Vendredi 22 février, au terme d'une matinée supplémentaire de débat, le tribunal d'instance de Pretoria s'est prononcé en faveur de la libération d'Oscar Pistorius. En début d'après-midi, le juge Desmond Nair a passé en revue le témoignage de l'accusé et le rapport d'enquête, puis il a offert un cours d'histoire sur la libération sous caution. Oscar Pistorius était très tendu durant cette audience, il tremblait et pleurait même, mais c'est en homme libre qu'il attendra son procès pour meurtre. "Je suis arrivé à la conclusion que l'accusé a présenté un dossier qui permet sa libération sous caution", a déclaré le juge.

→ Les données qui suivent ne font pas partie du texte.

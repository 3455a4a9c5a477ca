use crate::models::{AppData, Distraction, Quest};
use crate::storage::Storage;
use crate::utils::format_duration;
use std::fmt::Write;

pub struct Reporter {
    storage: Storage,
}

impl Reporter {
    pub fn new(storage: Storage) -> Self {
        Self { storage }
    }

    pub fn report(&self) {
        print!("{}", render_report(&self.storage.load_all()));
    }
}

pub fn quest_line(quest: &Quest) -> String {
    format!(
        "[{}] {:>3}%  {}  ({})",
        if quest.completed { "x" } else { " " },
        quest.progress,
        quest.title,
        quest.id
    )
}

pub fn distraction_line(distraction: &Distraction) -> String {
    format!(
        "[{}] {}  ({})",
        if distraction.crossed { "x" } else { " " },
        distraction.text,
        distraction.id
    )
}

pub fn render_report(data: &AppData) -> String {
    let mut out = String::new();

    let _ = writeln!(out, "Questclock Report");
    let _ = writeln!(out, "=================");
    let _ = writeln!(
        out,
        "Focus / Rest:        {}m / {}m",
        data.settings.focus_duration_mins, data.settings.rest_duration_mins
    );
    let _ = writeln!(
        out,
        "Lifetime Focus:      {}",
        format_duration(data.total_focus_mins as i64 * 60)
    );

    let completed = data.quests.iter().filter(|q| q.completed).count();
    let _ = writeln!(out, "\nQuests ({}/{} complete)", completed, data.quests.len());
    let _ = writeln!(out, "-------------------------------------------");
    if data.quests.is_empty() {
        let _ = writeln!(out, "No quests yet.");
    } else {
        let avg_progress =
            data.quests.iter().map(|q| u32::from(q.progress)).sum::<u32>() / data.quests.len() as u32;
        for quest in &data.quests {
            let _ = writeln!(out, "{}", quest_line(quest));
        }
        let _ = writeln!(out, "Avg Progress:        {}%", avg_progress);
    }

    let crossed = data.distractions.iter().filter(|d| d.crossed).count();
    let _ = writeln!(
        out,
        "\nDistractions ({}/{} crossed out)",
        crossed,
        data.distractions.len()
    );
    let _ = writeln!(out, "-------------------------------------------");
    if data.distractions.is_empty() {
        let _ = writeln!(out, "No distractions logged.");
    }
    for distraction in &data.distractions {
        let _ = writeln!(out, "{}", distraction_line(distraction));
    }

    out
}

#[cfg(test)]
mod tests {
    use super::*;
    use crate::models::ItemId;
    use chrono::Utc;

    #[test]
    fn test_report_empty() {
        let report = render_report(&AppData::default());
        assert!(report.contains("25m / 5m"));
        assert!(report.contains("Lifetime Focus:      0s"));
        assert!(report.contains("No quests yet."));
        assert!(report.contains("No distractions logged."));
    }

    #[test]
    fn test_report_with_items() {
        let now = Utc::now();
        let data = AppData {
            total_focus_mins: 75,
            quests: vec![
                Quest {
                    id: ItemId::from("quest_a"),
                    title: "Write report".to_string(),
                    completed: true,
                    progress: 100,
                    created_at: now,
                },
                Quest {
                    id: ItemId::from("quest_b"),
                    title: "Review PR".to_string(),
                    completed: false,
                    progress: 50,
                    created_at: now,
                },
            ],
            distractions: vec![Distraction {
                id: ItemId::from("distraction_a"),
                text: "phone".to_string(),
                crossed: true,
                created_at: now,
            }],
            ..AppData::default()
        };

        let report = render_report(&data);
        assert!(report.contains("Lifetime Focus:      1h 15m"));
        assert!(report.contains("Quests (1/2 complete)"));
        assert!(report.contains("[x] 100%  Write report  (quest_a)"));
        assert!(report.contains("[ ]  50%  Review PR  (quest_b)"));
        assert!(report.contains("Avg Progress:        75%"));
        assert!(report.contains("Distractions (1/1 crossed out)"));
        assert!(report.contains("[x] phone  (distraction_a)"));
    }
}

Le montant de la caution est fixé à 1 million de rands (environ 86 000 euros). Oscar Pistorius est placé sous contrôle judiciaire évidemment. Il doit rendre son passeport et toutes les armes qu'il possède. Il n'a pas le droit de boire la moindre goutte d'alcool jusqu'à ce que la justice rende son jugement et peut subir des tests antidrogue et d'alcoolémie à tout moment. La prochaine audience aura lieu le 4 juin.
Depuis quatre jours, sa demande de libération sous caution était étudiée. Un débat houleux, dans lequel s'affrontaient un procureur redouté, Gerrie Nel, et les avocats de Pistorius, Kenny Odlwage et Barry Roux, véritables ténors du barreau. Un débat marqué par l'amateurisme de la police sud-africaine et de l'enquêteur en chef Hilton Botha, parfaitement ridiculisé par la défense et dessaisi de l'enquête puisque lui-même poursuivi pour tentatives de meurtre.
Une longue peine "presque garantie"
Ce matin, le procureur Gerrie Nel a poursuivi sa plaidoirie contre l'athlète handisport et n'a pas mâché ses mots. Il lui reproche de n'avoir fait qu'une déclaration sous serment lue par son avocat, de ne pas s'être réellement confronté à cour. Selon lui, Pistorius ne se rend pas compte de la gravité de son geste. Gerrie Nel remarque qu'à aucun instant, dans sa version des faits, Pistorius ne dit avoir tué Reeva Steenkamp. "Ce que je lis, dans cette déclaration, c'est : 'Je n'ai rien fait de mal'." Poursuivi pour meurtre, l'athlète risque pourtant gros et Gerrie Nel le lui rappelle : "Il doit savoir qu'il devrait être condamné. Il doit réaliser qu'une longue peine de prison est presque garantie", assène le procureur pour qui les larmes de l'accusé ne sont pas destinées à Reeva. "Des pleurs, des remords, c'est ce que l'on attend. Mais les gens se sentent désolés pour eux-mêmes. Désolés quand ils réalisent que leur carrière est perdue."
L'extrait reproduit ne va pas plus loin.